Exercise requirements
Check every line below for the word "entry" and show those that hold it.

Top of Data provided

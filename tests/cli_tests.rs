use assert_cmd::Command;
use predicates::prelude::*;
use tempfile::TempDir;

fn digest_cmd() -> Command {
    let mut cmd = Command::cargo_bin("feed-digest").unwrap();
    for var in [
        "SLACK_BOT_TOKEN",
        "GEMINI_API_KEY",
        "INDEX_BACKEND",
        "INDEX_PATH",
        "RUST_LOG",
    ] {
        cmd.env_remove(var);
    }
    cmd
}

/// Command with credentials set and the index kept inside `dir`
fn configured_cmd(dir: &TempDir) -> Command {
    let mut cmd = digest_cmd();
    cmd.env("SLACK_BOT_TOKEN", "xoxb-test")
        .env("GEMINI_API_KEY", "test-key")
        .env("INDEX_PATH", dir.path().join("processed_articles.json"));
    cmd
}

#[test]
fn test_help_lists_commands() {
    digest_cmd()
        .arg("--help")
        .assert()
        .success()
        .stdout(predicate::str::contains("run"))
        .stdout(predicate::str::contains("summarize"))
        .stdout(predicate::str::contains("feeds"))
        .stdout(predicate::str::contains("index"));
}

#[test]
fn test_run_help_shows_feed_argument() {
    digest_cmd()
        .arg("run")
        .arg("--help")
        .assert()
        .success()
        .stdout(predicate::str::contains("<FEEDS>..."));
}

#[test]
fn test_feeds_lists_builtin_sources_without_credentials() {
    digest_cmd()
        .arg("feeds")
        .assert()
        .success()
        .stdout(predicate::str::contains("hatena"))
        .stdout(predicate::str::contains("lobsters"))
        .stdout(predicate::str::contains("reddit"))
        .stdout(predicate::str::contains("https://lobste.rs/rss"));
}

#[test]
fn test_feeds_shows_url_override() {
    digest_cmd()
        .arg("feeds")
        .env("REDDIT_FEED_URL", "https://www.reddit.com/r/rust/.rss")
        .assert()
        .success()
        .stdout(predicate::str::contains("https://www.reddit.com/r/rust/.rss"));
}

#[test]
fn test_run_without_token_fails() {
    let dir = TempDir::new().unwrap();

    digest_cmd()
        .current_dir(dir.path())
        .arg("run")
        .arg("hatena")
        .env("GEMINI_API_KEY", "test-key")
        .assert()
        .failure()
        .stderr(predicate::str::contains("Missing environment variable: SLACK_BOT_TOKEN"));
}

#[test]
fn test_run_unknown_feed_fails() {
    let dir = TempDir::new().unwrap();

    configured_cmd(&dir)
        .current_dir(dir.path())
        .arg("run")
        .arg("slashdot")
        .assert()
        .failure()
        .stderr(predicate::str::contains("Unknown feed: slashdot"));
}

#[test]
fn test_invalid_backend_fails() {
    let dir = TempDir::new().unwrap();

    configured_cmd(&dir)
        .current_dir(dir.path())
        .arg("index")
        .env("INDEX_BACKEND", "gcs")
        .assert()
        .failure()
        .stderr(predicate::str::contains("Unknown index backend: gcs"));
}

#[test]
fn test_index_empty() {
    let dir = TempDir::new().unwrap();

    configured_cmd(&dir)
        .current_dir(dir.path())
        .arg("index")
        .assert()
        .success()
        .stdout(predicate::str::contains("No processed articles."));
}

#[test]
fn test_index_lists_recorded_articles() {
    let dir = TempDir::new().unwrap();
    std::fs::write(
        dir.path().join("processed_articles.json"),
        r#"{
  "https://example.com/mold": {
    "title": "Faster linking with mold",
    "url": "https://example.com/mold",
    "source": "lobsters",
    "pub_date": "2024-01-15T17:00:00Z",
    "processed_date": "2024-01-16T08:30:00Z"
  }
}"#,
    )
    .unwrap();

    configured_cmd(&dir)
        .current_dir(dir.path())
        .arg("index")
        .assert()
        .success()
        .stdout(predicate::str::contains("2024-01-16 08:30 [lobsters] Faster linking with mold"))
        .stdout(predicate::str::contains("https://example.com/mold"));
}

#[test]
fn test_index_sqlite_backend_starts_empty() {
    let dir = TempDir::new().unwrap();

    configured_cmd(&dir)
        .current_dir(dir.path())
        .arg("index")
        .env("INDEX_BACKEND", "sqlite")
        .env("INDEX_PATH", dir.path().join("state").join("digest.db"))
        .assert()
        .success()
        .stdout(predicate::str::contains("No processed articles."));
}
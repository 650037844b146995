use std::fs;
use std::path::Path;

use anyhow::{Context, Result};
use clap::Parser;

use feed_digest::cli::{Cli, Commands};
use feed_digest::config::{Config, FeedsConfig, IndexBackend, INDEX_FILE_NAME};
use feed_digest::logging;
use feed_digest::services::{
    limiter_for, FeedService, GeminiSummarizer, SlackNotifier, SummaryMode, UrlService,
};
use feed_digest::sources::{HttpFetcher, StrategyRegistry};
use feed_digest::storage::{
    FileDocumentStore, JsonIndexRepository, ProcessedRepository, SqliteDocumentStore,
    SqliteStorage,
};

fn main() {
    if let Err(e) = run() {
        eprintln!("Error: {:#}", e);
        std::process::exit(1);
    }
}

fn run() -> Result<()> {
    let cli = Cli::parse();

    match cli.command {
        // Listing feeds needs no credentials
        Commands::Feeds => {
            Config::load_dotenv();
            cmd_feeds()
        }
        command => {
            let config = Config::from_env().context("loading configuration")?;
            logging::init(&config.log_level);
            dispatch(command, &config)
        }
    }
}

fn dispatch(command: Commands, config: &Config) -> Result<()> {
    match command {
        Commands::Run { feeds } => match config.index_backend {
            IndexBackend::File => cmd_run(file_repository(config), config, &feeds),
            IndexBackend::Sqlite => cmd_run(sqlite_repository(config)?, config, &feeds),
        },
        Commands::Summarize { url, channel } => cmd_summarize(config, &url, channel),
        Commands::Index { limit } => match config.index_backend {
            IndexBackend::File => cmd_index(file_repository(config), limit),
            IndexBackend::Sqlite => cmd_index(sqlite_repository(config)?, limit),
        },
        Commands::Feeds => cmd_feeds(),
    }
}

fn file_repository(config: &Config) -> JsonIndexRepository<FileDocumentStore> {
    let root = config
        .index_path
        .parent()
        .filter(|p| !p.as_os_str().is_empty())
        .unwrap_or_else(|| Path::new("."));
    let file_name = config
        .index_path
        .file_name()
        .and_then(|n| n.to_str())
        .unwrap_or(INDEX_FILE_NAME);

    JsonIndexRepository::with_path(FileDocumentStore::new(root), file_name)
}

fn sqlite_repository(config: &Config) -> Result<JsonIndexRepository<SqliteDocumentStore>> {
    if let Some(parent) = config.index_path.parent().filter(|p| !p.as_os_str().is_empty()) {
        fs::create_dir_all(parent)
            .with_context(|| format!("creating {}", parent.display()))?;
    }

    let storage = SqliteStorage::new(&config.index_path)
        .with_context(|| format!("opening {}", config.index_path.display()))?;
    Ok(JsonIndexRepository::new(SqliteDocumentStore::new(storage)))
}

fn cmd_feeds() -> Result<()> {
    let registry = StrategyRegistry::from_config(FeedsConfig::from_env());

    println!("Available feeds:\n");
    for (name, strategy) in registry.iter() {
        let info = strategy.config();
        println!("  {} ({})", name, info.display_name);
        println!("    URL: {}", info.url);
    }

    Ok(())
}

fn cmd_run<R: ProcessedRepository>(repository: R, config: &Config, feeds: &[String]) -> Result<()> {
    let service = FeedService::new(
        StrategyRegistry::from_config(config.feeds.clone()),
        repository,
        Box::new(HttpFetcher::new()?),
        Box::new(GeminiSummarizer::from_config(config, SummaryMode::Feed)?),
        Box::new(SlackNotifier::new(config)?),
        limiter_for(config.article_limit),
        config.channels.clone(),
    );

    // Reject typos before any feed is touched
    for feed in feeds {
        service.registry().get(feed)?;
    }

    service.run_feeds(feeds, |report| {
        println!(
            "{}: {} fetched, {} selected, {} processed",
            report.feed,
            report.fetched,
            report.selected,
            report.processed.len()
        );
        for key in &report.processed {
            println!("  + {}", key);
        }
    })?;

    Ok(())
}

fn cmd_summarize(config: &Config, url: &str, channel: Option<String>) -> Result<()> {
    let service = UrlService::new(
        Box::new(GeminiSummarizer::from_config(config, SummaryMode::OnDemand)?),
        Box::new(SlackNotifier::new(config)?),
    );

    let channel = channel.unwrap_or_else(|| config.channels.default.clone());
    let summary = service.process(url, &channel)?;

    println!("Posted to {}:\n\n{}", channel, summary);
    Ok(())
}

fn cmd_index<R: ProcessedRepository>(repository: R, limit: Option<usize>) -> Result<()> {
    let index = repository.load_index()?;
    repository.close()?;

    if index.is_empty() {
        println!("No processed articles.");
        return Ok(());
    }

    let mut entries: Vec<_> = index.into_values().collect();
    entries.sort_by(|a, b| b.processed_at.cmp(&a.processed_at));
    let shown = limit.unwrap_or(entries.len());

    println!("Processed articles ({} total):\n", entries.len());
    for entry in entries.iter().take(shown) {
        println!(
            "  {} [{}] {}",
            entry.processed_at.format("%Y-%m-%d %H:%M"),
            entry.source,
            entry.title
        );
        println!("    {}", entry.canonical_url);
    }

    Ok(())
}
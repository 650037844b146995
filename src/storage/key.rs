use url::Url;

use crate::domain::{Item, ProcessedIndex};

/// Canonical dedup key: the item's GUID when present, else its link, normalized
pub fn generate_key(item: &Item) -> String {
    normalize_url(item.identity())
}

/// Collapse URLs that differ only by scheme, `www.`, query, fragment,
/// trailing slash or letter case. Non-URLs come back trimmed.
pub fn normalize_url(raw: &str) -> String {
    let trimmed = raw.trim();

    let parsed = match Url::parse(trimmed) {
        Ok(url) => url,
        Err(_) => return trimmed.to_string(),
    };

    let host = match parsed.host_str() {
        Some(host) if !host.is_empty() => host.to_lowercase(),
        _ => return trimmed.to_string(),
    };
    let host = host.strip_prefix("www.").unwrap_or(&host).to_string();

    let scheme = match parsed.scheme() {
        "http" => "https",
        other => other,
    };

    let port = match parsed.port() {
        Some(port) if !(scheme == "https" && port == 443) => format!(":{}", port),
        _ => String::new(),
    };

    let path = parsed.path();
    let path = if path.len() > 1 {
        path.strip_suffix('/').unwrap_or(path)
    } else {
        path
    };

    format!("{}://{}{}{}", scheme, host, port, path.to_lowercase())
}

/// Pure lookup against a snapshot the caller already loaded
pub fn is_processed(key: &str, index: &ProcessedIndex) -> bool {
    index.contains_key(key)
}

Bottom of Data provided

Exercise output
    for entry in entries.iter().take(shown) {
            entry.processed_at.format("%Y-%m-%d %H:%M"),
            entry.source,
            entry.title
        println!("    {}", entry.canonical_url);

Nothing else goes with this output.